The product of an agreeably dotty cleric named Edwin Abbott Abbott and first published in 1884, Flatland distills all that the Victorian era knew of higher mathematics--and then some--into a witty, complex novel of ideas.

Ian Stewart, the author of the equally witty sequel, Flatterland--which adds to Abbott's store of science the key discoveries made since--does a superb job of explaining the original book's enigmas, allusions, ironies, implausibilities, and what Douglas Hofstadter would call "metamagical themas." Among other things, Stewart comments on Abbott's comments on such things as the nature/nurture controversy, the fourth dimension and beyond, the role of multidimensional spaces in economic systems, infinite series and perfect squares, celestial mechanics, and other matters close to the hearts of cosmologists and science buffs alike.

Stewart's notes make an entertaining and learned addition to an already classic bit of writing--one that has never been out of print since its first publication.
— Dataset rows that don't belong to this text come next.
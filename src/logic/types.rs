use crate::graph::SwapRoute;
use crate::pool::PoolSide;
use bigdecimal::BigDecimal;
use serde::Serialize;
use strum_macros::Display;

/// How a pool's valuation was obtained
#[derive(Clone, Debug, Display, PartialEq, Eq, Serialize)]
#[strum(serialize_all = "snake_case")]
#[serde(rename_all = "snake_case")]
pub enum ValuationOutcome {
    /// First coin is the base currency, no routing needed
    BasePaired,
    /// Priced through a route starting at the anchor side's coin
    Routed { anchor: PoolSide, route: SwapRoute },
    /// Neither coin is tracked
    Untracked,
    /// No route to the base currency within the depth limit
    Unpriceable,
}

/// Base-currency valuation of one pool
#[derive(Clone, Debug, PartialEq, Eq, Serialize)]
pub struct PoolValuation {
    pub pool_id: u64,
    /// Pool value in display units of the base currency, never negative
    pub liquidity_bip: BigDecimal,
    pub outcome: ValuationOutcome,
}

impl PoolValuation {
    pub fn new(pool_id: u64, liquidity_bip: BigDecimal, outcome: ValuationOutcome) -> Self {
        Self { pool_id, liquidity_bip, outcome }
    }

    pub fn zero(pool_id: u64, outcome: ValuationOutcome) -> Self {
        Self::new(pool_id, BigDecimal::from(0), outcome)
    }

    /// The pool contributes to aggregate liquidity
    pub fn is_priced(&self) -> bool {
        matches!(self.outcome, ValuationOutcome::BasePaired | ValuationOutcome::Routed { .. })
    }
}
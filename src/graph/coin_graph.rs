use crate::errors::SwapError;
use crate::pool::{CoinId, CoinPair, LiquidityPool};
use crate::utils::{FastHashMap, FastHashSet};
use petgraph::graph::{EdgeIndex, NodeIndex, UnGraph};
use petgraph::visit::EdgeRef;
use serde::{Deserialize, Serialize};
use std::collections::VecDeque;
use tracing::debug;

/// Request-scoped routing graph. Vertices are coins, every pool is one
/// undirected edge of unit cost. Built once per valuation and dropped with it.
#[derive(Debug, Clone, Default, Serialize, Deserialize)]
pub struct CoinGraph {
    // We never delete nodes or edges, so a plain (non-stable) graph is enough
    pub graph: UnGraph<CoinNode, PoolEdge, usize>,
    // coin id -> node index
    pub coin_index: FastHashMap<CoinId, NodeIndex<usize>>,
    // coin pair -> edge index
    pub pair_index: FastHashMap<CoinPair, EdgeIndex<usize>>,
}

impl CoinGraph {
    pub fn new() -> Self {
        Self { graph: UnGraph::default(), coin_index: FastHashMap::default(), pair_index: FastHashMap::default() }
    }

    /// Build the graph from an already filtered pool list.
    ///
    /// Coins are deduplicated, pools are not: a second pool for the same coin
    /// pair means the snapshot is corrupt and is rejected.
    pub fn build<'a, I>(pools: I) -> Result<Self, SwapError>
    where
        I: IntoIterator<Item = &'a LiquidityPool>,
    {
        let mut coin_graph = CoinGraph::new();
        for pool in pools {
            coin_graph.add_pool(pool)?;
        }

        debug!(coins = coin_graph.coin_count(), pools = coin_graph.pool_count(), "Built coin graph");
        Ok(coin_graph)
    }

    pub fn add_or_get_coin_idx(&mut self, coin_id: CoinId) -> NodeIndex<usize> {
        *self.coin_index.entry(coin_id).or_insert_with(|| self.graph.add_node(CoinNode::new(coin_id)))
    }

    // Add a pool as an edge between its two coins.
    pub fn add_pool(&mut self, pool: &LiquidityPool) -> Result<EdgeIndex<usize>, SwapError> {
        let pair = pool.coin_pair();
        if pair.is_loop() {
            return Err(SwapError::GraphConstruction(format!("pool {pool} swaps coin {} with itself", pair.low())));
        }
        if self.pair_index.contains_key(&pair) {
            return Err(SwapError::GraphConstruction(format!("duplicate pool for coin pair {pair}: {pool}")));
        }

        let node_first = self.add_or_get_coin_idx(pool.first_coin_id);
        let node_second = self.add_or_get_coin_idx(pool.second_coin_id);
        let edge_index = self.graph.add_edge(node_first, node_second, PoolEdge::new(pair, pool.id));
        self.pair_index.insert(pair, edge_index);

        Ok(edge_index)
    }

    pub fn contains_coin(&self, coin_id: CoinId) -> bool {
        self.coin_index.contains_key(&coin_id)
    }

    pub fn coin_count(&self) -> usize {
        self.graph.node_count()
    }

    pub fn pool_count(&self) -> usize {
        self.graph.edge_count()
    }

    /// Breadth-first shortest path between two coins, skipping the blocked
    /// coins and pools. Neighbours are expanded in ascending coin id so equal
    /// length paths always resolve the same way.
    pub fn shortest_path(
        &self,
        from: CoinId,
        to: CoinId,
        blocked_coins: &FastHashSet<CoinId>,
        blocked_pairs: &FastHashSet<CoinPair>,
    ) -> Option<Vec<CoinId>> {
        let start = *self.coin_index.get(&from)?;
        let end = *self.coin_index.get(&to)?;
        if blocked_coins.contains(&from) || blocked_coins.contains(&to) {
            return None;
        }

        let mut predecessors: FastHashMap<NodeIndex<usize>, NodeIndex<usize>> = FastHashMap::default();
        let mut visited: FastHashSet<NodeIndex<usize>> = FastHashSet::default();
        let mut queue = VecDeque::new();
        visited.insert(start);
        queue.push_back(start);

        while let Some(node) = queue.pop_front() {
            if node == end {
                return Some(self.collect_path(&predecessors, start, end));
            }

            let mut neighbours: Vec<(CoinId, NodeIndex<usize>)> = self
                .graph
                .edges(node)
                .filter(|edge| !blocked_pairs.contains(&edge.weight().pair))
                .map(|edge| (self.graph[edge.target()].coin_id, edge.target()))
                .filter(|(coin_id, _)| !blocked_coins.contains(coin_id))
                .collect();
            neighbours.sort_unstable();

            for (_, next) in neighbours {
                if visited.insert(next) {
                    predecessors.insert(next, node);
                    queue.push_back(next);
                }
            }
        }

        None
    }

    fn collect_path(
        &self,
        predecessors: &FastHashMap<NodeIndex<usize>, NodeIndex<usize>>,
        start: NodeIndex<usize>,
        end: NodeIndex<usize>,
    ) -> Vec<CoinId> {
        let mut path = vec![self.graph[end].coin_id];
        let mut node = end;
        while node != start {
            let Some(&previous) = predecessors.get(&node) else {
                break;
            };
            path.push(self.graph[previous].coin_id);
            node = previous;
        }
        path.reverse();
        path
    }
}

#[derive(Debug, Clone, Copy, PartialEq, Eq, Hash, PartialOrd, Ord, Serialize, Deserialize)]
pub struct CoinNode {
    pub coin_id: CoinId,
}

impl CoinNode {
    pub fn new(coin_id: CoinId) -> Self {
        Self { coin_id }
    }
}

#[derive(Debug, Clone, Copy, PartialEq, Eq, Hash, PartialOrd, Ord, Serialize, Deserialize)]
pub struct PoolEdge {
    pub pair: CoinPair,
    pub pool_id: u64,
}

impl PoolEdge {
    pub fn new(pair: CoinPair, pool_id: u64) -> Self {
        Self { pair, pool_id }
    }
}
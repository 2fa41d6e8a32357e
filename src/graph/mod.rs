pub mod coin_graph;
pub mod route_finder;
pub mod swap_route;

pub use coin_graph::{CoinGraph, CoinNode, PoolEdge};
pub use route_finder::{RouteFinder, find_routes};
pub use swap_route::SwapRoute;
// Graph Layer: coin graph construction and route search
pub mod graph;
// Logic Layer: price composition and pool valuation
pub mod logic;

// Common data model, errors and utilities
pub mod errors;
pub mod pool;
pub mod utils;

pub use errors::SwapError;
pub use graph::{CoinGraph, RouteFinder, SwapRoute, find_routes};
pub use logic::{LiquidityValuator, PoolValuation, ValuationConfigSection, ValuationOutcome, compose_price, value_pool};
pub use pool::{CoinId, CoinPair, LiquidityPool, PoolSide, TrackedCoins};
pub use utils::{BASE_COIN_ID, ConfigLoader, ConfigLoaderSync, LoadConfigError};
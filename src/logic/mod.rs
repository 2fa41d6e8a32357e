/// Logic Layer - pricing and valuation
///
/// Turns a pool snapshot into base-currency valuations:
/// - Price composition along swap routes
/// - Per-pool and whole-snapshot liquidity valuation
/// - Valuation settings loaded from TOML
pub mod config;
pub mod liquidity_valuator;
pub mod price_composer;
pub mod types;

pub use config::{ValuationConfigRoot, ValuationConfigSection};
pub use liquidity_valuator::{LiquidityValuator, value_pool};
pub use price_composer::compose_price;
pub use types::{PoolValuation, ValuationOutcome};
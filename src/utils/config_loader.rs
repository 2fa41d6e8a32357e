use async_trait::async_trait;
use dotenvy::dotenv;
use regex::{Captures, Regex};
use serde::de::DeserializeOwned;
use std::{env, fs};
use thiserror::Error;

#[allow(clippy::enum_variant_names)]
#[derive(Debug, Error)]
pub enum LoadConfigError {
    #[error("IO error: {0}")]
    IoError(#[from] std::io::Error),
    #[error("TOML error: {0}")]
    TomlError(#[from] toml::de::Error),
    #[error("Error loading config: {0}")]
    ConfigError(String),
}

#[async_trait]
pub trait ConfigLoader {
    type SectionType;

    async fn load_section_from_file(file_name: String) -> Result<Self::SectionType, LoadConfigError>;
}

pub trait ConfigLoaderSync {
    type SectionType;

    fn load_section_from_file_sync(file_name: String) -> Result<Self::SectionType, LoadConfigError>;
}

pub async fn load_from_file<T: DeserializeOwned>(file_name: String) -> Result<T, LoadConfigError> {
    dotenv().ok();
    let contents = tokio::fs::read_to_string(file_name).await?;
    parse_config(&contents)
}

pub fn load_from_file_sync<T: DeserializeOwned>(file_name: String) -> Result<T, LoadConfigError> {
    dotenv().ok();
    let contents = fs::read_to_string(file_name)?;
    parse_config(&contents)
}

/// Parse a TOML document after `${VAR}` environment expansion.
pub fn parse_config<T: DeserializeOwned>(raw_config: &str) -> Result<T, LoadConfigError> {
    let contents = expand_vars(raw_config)?;
    let config: T = toml::from_str(&contents)?;
    Ok(config)
}

fn expand_vars(raw_config: &str) -> Result<String, LoadConfigError> {
    let re = Regex::new(r"\$\{([a-zA-Z_][0-9a-zA-Z_]*)\}").map_err(|e| LoadConfigError::ConfigError(e.to_string()))?;
    let expanded = re.replace_all(raw_config, |caps: &Captures| match env::var(&caps[1]) {
        Ok(val) => val,
        Err(_) => caps[0].to_string(),
    });
    Ok(expanded.to_string())
}

#[cfg(test)]
mod tests {
    use super::*;

    #[test]
    fn test_expand_vars_keeps_unknown() -> eyre::Result<()> {
        let raw = "name = \"${POOL_LIQUIDITY_SURELY_UNSET_VAR}\"";
        assert_eq!(expand_vars(raw)?, raw);
        Ok(())
    }

    #[test]
    fn test_load_missing_file() {
        let result: Result<toml::Value, _> = load_from_file_sync("/nonexistent/pool-liquidity.toml".to_string());
        assert!(matches!(result, Err(LoadConfigError::IoError(_))));
    }

    #[test]
    fn test_parse_invalid_toml() {
        let result: Result<toml::Value, _> = parse_config("max_depth = = 4");
        assert!(matches!(result, Err(LoadConfigError::TomlError(_))));
    }
}
//! Engine error types.
//!
//! These are operational errors (misdeclared schemas, unknown lookups,
//! unreadable descriptor files), never constraint violations, which are
//! data carried in `warden_core::ViolationSet`.

use thiserror::Error;

/// Error during registry construction or a validation call.
#[derive(Error, Debug)]
pub enum EngineError {
    /// The requested type is not registered.
    #[error("unknown type '{type_name}': not registered in the constraint registry")]
    UnknownType {
        /// The type name that failed to resolve.
        type_name: String,
    },

    /// The requested method is not registered.
    #[error("unknown method '{method}': not registered in the constraint registry")]
    UnknownMethod {
        /// The method name that failed to resolve.
        method: String,
    },

    /// The requested parameter does not exist on the method's schema.
    #[error("unknown parameter '{parameter}' on method '{method}'")]
    UnknownParameter {
        /// The method that was looked up.
        method: String,
        /// The parameter name that failed to resolve.
        parameter: String,
    },

    /// Two type schemas were registered under the same name.
    #[error("duplicate type '{type_name}' registered")]
    DuplicateType {
        /// The colliding type name.
        type_name: String,
    },

    /// Two method schemas were registered under the same name.
    #[error("duplicate method '{method}' registered")]
    DuplicateMethod {
        /// The colliding method name.
        method: String,
    },

    /// The same rule id was declared twice at one property segment.
    #[error("duplicate rule '{rule}' at {owner}.{segment}")]
    DuplicateRule {
        /// The type or method owning the segment.
        owner: String,
        /// The property segment carrying the duplicate.
        segment: String,
        /// The rule id declared twice.
        rule: String,
    },

    /// A `pattern` rule failed to compile.
    #[error("invalid pattern '{pattern}': {reason}")]
    InvalidPattern {
        /// The regex source that failed to compile.
        pattern: String,
        /// Compiler diagnostic.
        reason: String,
    },

    /// An `object` shape references a type that is not registered.
    #[error("dangling object reference to '{type_name}' from {owner}.{segment}")]
    DanglingReference {
        /// The referenced type name.
        type_name: String,
        /// The type or method owning the reference.
        owner: String,
        /// The property segment carrying the reference.
        segment: String,
    },

    /// A descriptor file could not be read or parsed.
    #[error("schema load error for '{name}': {reason}")]
    SchemaLoad {
        /// Descriptor filename or identifier.
        name: String,
        /// Reason the descriptor could not be loaded.
        reason: String,
    },

    /// The root document was not a JSON object.
    #[error("document for type '{type_name}' must be a JSON object")]
    DocumentShape {
        /// The type the document was validated against.
        type_name: String,
    },

    /// IO error reading a descriptor directory.
    #[error("io error: {0}")]
    Io(#[from] std::io::Error),
}
//! # warden CLI entry point
//!
//! Parses command-line arguments and dispatches to subcommand handlers.

use std::process::ExitCode;

use clap::{Parser, Subcommand};
use tracing_subscriber::EnvFilter;

use warden_cli::check::{run_check, CheckArgs};

/// Warden constraint engine CLI.
///
/// Validates JSON documents against declarative constraint schemas
/// without running the HTTP service.
#[derive(Parser, Debug)]
#[command(name = "warden", version, about, long_about = None)]
struct Cli {
    /// Enable verbose output. Repeat for more verbosity (-v, -vv, -vvv).
    #[arg(short, long, action = clap::ArgAction::Count, global = true)]
    verbose: u8,

    #[command(subcommand)]
    command: Commands,
}

#[derive(Subcommand, Debug)]
enum Commands {
    /// Validate JSON documents against a registered type.
    Check(CheckArgs),
}

fn main() -> ExitCode {
    let cli = Cli::parse();

    // Initialize tracing based on verbosity level.
    let filter = match cli.verbose {
        0 => EnvFilter::new("warn"),
        1 => EnvFilter::new("info"),
        2 => EnvFilter::new("debug"),
        _ => EnvFilter::new("trace"),
    };

    tracing_subscriber::fmt()
        .with_env_filter(filter)
        .with_target(false)
        .init();

    let result = match &cli.command {
        Commands::Check(args) => run_check(args),
    };

    match result {
        Ok(code) => ExitCode::from(code),
        Err(err) => {
            eprintln!("error: {err:#}");
            ExitCode::from(2)
        }
    }
}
For both devoted Abbott fans and newcomers to his work, this is the edition to have. --Gregory McNamee --This text refers to an out of print or unavailable edition of this title.

From Publishers Weekly

In The Annotated Flatland: A Romance of Many Dimensions, Ian Stewart (Does God Play Dice?) introduces and explains Edwin A. Abbott's 1884 math-geek classic. Stewart, a mathematics professor at Britain's University of Warwick, discusses Abbott's milieu and friends (including George Eliot and H.G. Wells), Victorian literary conventions (e.g., his protagonist gains understanding of the three-dimensional world in a dream), the low social status of Flatlandian women, Abbott's class and political affiliations, and a host of other entertaining and enlightening tidbits. Photos and illus.

Copyright 2001 Cahners Business Information, Inc.

--This text refers to an out of print or unavailable edition of this title.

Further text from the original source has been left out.